Mabel puffed out her cheeks in frustration at his sanguine replies. ‘And she has been to war. To the Balkans. As part of the relief fund. A nurse.’

His eyebrows shot up. ‘Really? How interesting.’

Mabel laughed. ‘I’m not doing a very good job of deterring you, am I? I tell you she has rebuffed a great many men. Aleister Crowley was bewitched by her. He claims she has supernatural powers. He told me she is a terrible tease.’

‘It sounds as if Mr Crowley was simply frustrated.’

Mabel placed a hand on his. ‘She is not right, Con. Chalk and cheese, chalk and cheese.’ The actress gave a bright smile of her own, and he could see why a younger Mabel had so captivated New York a decade earlier. ‘What about the widow Marie-Carola d’Erlanger?’

Scott grimaced at the memory of his abortive courtship. ‘Not to be. The family disapproved of me. Apparently my fortune was insufficient.
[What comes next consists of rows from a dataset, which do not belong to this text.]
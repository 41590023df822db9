//! Proxy URL builders
//!
//! Two kinds of proxy sit in front of upstream media: the MediaFlow proxy
//! (password protected; MPD manifests, generic streams and the extractor
//! endpoint) and the TV proxy (m3u playlists, no credentials).

use serde::Deserialize;
use serde_json::Value;
use std::collections::BTreeMap;
use url::Url;

const DEFAULT_FILENAME: &str = "video.mp4";

/// MediaFlow proxy endpoint with credentials
#[derive(Debug, Clone, PartialEq, Eq)]
pub struct MediaFlowProxy {
    base: String,
    password: String,
}

impl MediaFlowProxy {
    /// `None` unless both URL and password are non-empty
    pub fn new(base: &str, password: &str) -> Option<Self> {
        let base = base.trim().trim_end_matches('/');
        let password = password.trim();
        if base.is_empty() || password.is_empty() {
            return None;
        }
        Some(Self {
            base: base.to_string(),
            password: password.to_string(),
        })
    }

    pub fn base(&self) -> &str {
        &self.base
    }

    pub fn password(&self) -> &str {
        &self.password
    }

    /// HLS view over an MPD manifest
    pub fn mpd_manifest_url(&self, destination: &str) -> String {
        format!(
            "{}/proxy/mpd/manifest.m3u8?api_password={}&d={}",
            self.base,
            urlencoding::encode(&self.password),
            urlencoding::encode(destination)
        )
    }

    /// Generic stream proxy; a `filename` query parameter on the
    /// destination becomes the path file name
    pub fn stream_url(&self, destination: &str) -> String {
        let (clean, filename) = split_filename(destination);
        format!(
            "{}/proxy/stream/{}?d={}&api_password={}",
            self.base,
            urlencoding::encode(&filename),
            urlencoding::encode(&clean),
            urlencoding::encode(&self.password)
        )
    }

    /// Extractor endpoint for a page URL on `host`
    pub fn extractor_url(&self, host: &str, destination: &str, redirect_stream: bool) -> String {
        format!(
            "{}/extractor/video?host={}&redirect_stream={}&api_password={}&d={}",
            self.base,
            urlencoding::encode(host),
            redirect_stream,
            urlencoding::encode(&self.password),
            urlencoding::encode(destination)
        )
    }
}

/// TV proxy endpoint
#[derive(Debug, Clone, PartialEq, Eq)]
pub struct TvProxy {
    base: String,
}

impl TvProxy {
    pub fn new(base: &str) -> Option<Self> {
        let base = base.trim().trim_end_matches('/');
        if base.is_empty() {
            return None;
        }
        Some(Self {
            base: base.to_string(),
        })
    }

    pub fn m3u_url(&self, destination: &str) -> String {
        format!(
            "{}/proxy/m3u?url={}",
            self.base,
            urlencoding::encode(destination)
        )
    }
}

/// Body returned by the extractor endpoint with `redirect_stream=false`
#[derive(Debug, Clone, Default, Deserialize)]
pub struct ExtractorResponse {
    #[serde(default)]
    pub mediaflow_proxy_url: Option<String>,
    #[serde(default)]
    pub query_params: Option<BTreeMap<String, Value>>,
    #[serde(default)]
    pub destination_url: Option<String>,
    #[serde(default)]
    pub request_headers: Option<BTreeMap<String, Value>>,
}

impl ExtractorResponse {
    /// Fold the response into one playable URL:
    /// `mediaflow_proxy_url` + query params + `d=` + `h_{header}=` params
    pub fn into_stream_url(self) -> Option<String> {
        let mut url = self.mediaflow_proxy_url.filter(|u| !u.is_empty())?;

        for (key, value) in self.query_params.unwrap_or_default() {
            if let Some(value) = value_text(&value) {
                append_param(&mut url, &key, &value);
            }
        }

        if let Some(destination) = self.destination_url.filter(|d| !d.is_empty()) {
            append_param(&mut url, "d", &destination);
        }

        for (key, value) in self.request_headers.unwrap_or_default() {
            if let Some(value) = value_text(&value) {
                append_param(&mut url, &format!("h_{}", key), &value);
            }
        }

        Some(url)
    }
}

fn value_text(value: &Value) -> Option<String> {
    match value {
        Value::Null => None,
        Value::String(s) => Some(s.clone()),
        other => Some(other.to_string()),
    }
}

fn append_param(url: &mut String, key: &str, value: &str) {
    url.push(if url.contains('?') { '&' } else { '?' });
    url.push_str(&urlencoding::encode(key));
    url.push('=');
    url.push_str(&urlencoding::encode(value));
}

/// Split a `filename` query parameter out of a URL
fn split_filename(destination: &str) -> (String, String) {
    let Ok(mut parsed) = Url::parse(destination) else {
        return (destination.to_string(), DEFAULT_FILENAME.to_string());
    };

    let mut filename = None;
    let kept: Vec<(String, String)> = parsed
        .query_pairs()
        .filter_map(|(k, v)| {
            if k == "filename" {
                filename = Some(v.into_owned());
                None
            } else {
                Some((k.into_owned(), v.into_owned()))
            }
        })
        .collect();

    let filename = match filename.filter(|f| !f.is_empty()) {
        Some(name) => {
            if kept.is_empty() {
                parsed.set_query(None);
            } else {
                parsed.query_pairs_mut().clear().extend_pairs(kept);
            }
            name
        }
        None => parsed
            .path_segments()
            .and_then(|mut segments| segments.next_back())
            .filter(|s| !s.is_empty())
            .map(str::to_string)
            .unwrap_or_else(|| DEFAULT_FILENAME.to_string()),
    };

    (parsed.to_string(), filename)
}

#[cfg(test)]
mod tests {
    use super::*;
    use serde_json::json;

    fn proxy() -> MediaFlowProxy {
        MediaFlowProxy::new("https://mfp.example/", "s3cret").unwrap()
    }

    #[test]
    fn test_new_rejects_missing_parts() {
        assert!(MediaFlowProxy::new("", "pw").is_none());
        assert!(MediaFlowProxy::new("https://mfp", " ").is_none());
        assert!(TvProxy::new("  ").is_none());
    }

    #[test]
    fn test_mpd_manifest_url() {
        assert_eq!(
            proxy().mpd_manifest_url("https://cdn/a.mpd?x=1"),
            "https://mfp.example/proxy/mpd/manifest.m3u8?api_password=s3cret&d=https%3A%2F%2Fcdn%2Fa.mpd%3Fx%3D1"
        );
    }

    #[test]
    fn test_tv_proxy_url() {
        let tv = TvProxy::new("https://tv.example/").unwrap();
        assert_eq!(
            tv.m3u_url("https://vavoo/play/1"),
            "https://tv.example/proxy/m3u?url=https%3A%2F%2Fvavoo%2Fplay%2F1"
        );
    }

    #[test]
    fn test_stream_url_uses_filename_param() {
        let url = proxy().stream_url("https://cdn.example/dl?token=t&filename=Ep01.mp4");
        assert_eq!(
            url,
            "https://mfp.example/proxy/stream/Ep01.mp4?d=https%3A%2F%2Fcdn.example%2Fdl%3Ftoken%3Dt&api_password=s3cret"
        );
    }

    #[test]
    fn test_stream_url_falls_back_to_path_segment() {
        let url = proxy().stream_url("https://cdn.example/files/show.mp4");
        assert!(url.starts_with("https://mfp.example/proxy/stream/show.mp4?d="));
    }

    #[test]
    fn test_extractor_url() {
        let url = proxy().extractor_url("VixCloud", "https://vixsrc.to/movie/1/", false);
        assert_eq!(
            url,
            "https://mfp.example/extractor/video?host=VixCloud&redirect_stream=false&api_password=s3cret&d=https%3A%2F%2Fvixsrc.to%2Fmovie%2F1%2F"
        );
    }

    #[test]
    fn test_extractor_response_folding() {
        let response: ExtractorResponse = serde_json::from_value(json!({
            "mediaflow_proxy_url": "https://mfp.example/proxy/hls/manifest.m3u8",
            "query_params": { "api_password": "s3cret", "skip": null },
            "destination_url": "https://cdn/playlist/1?token=a",
            "request_headers": { "referer": "https://vixsrc.to/" }
        }))
        .unwrap();

        assert_eq!(
            response.into_stream_url().unwrap(),
            "https://mfp.example/proxy/hls/manifest.m3u8?api_password=s3cret\
             &d=https%3A%2F%2Fcdn%2Fplaylist%2F1%3Ftoken%3Da\
             &h_referer=https%3A%2F%2Fvixsrc.to%2F"
        );
    }

    #[test]
    fn test_extractor_response_without_proxy_url() {
        assert!(ExtractorResponse::default().into_stream_url().is_none());
    }
}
In that I don’t have a fortune.’

‘Just as well. Her two children were an obstacle. A ready-made family is not easy. Remember, captain, you always have me to turn to.’

‘As does your husband.’

Mabel roared with laughter at this. ‘You see? You’re far, far too conventional for the likes of Kathleen Bruce. Royal Navy captains do not marry into bohemia. You need someone to keep home while you are away. Not a woman who attracts men like bees to the honeypot. Now, tell me about this accident you mentioned.’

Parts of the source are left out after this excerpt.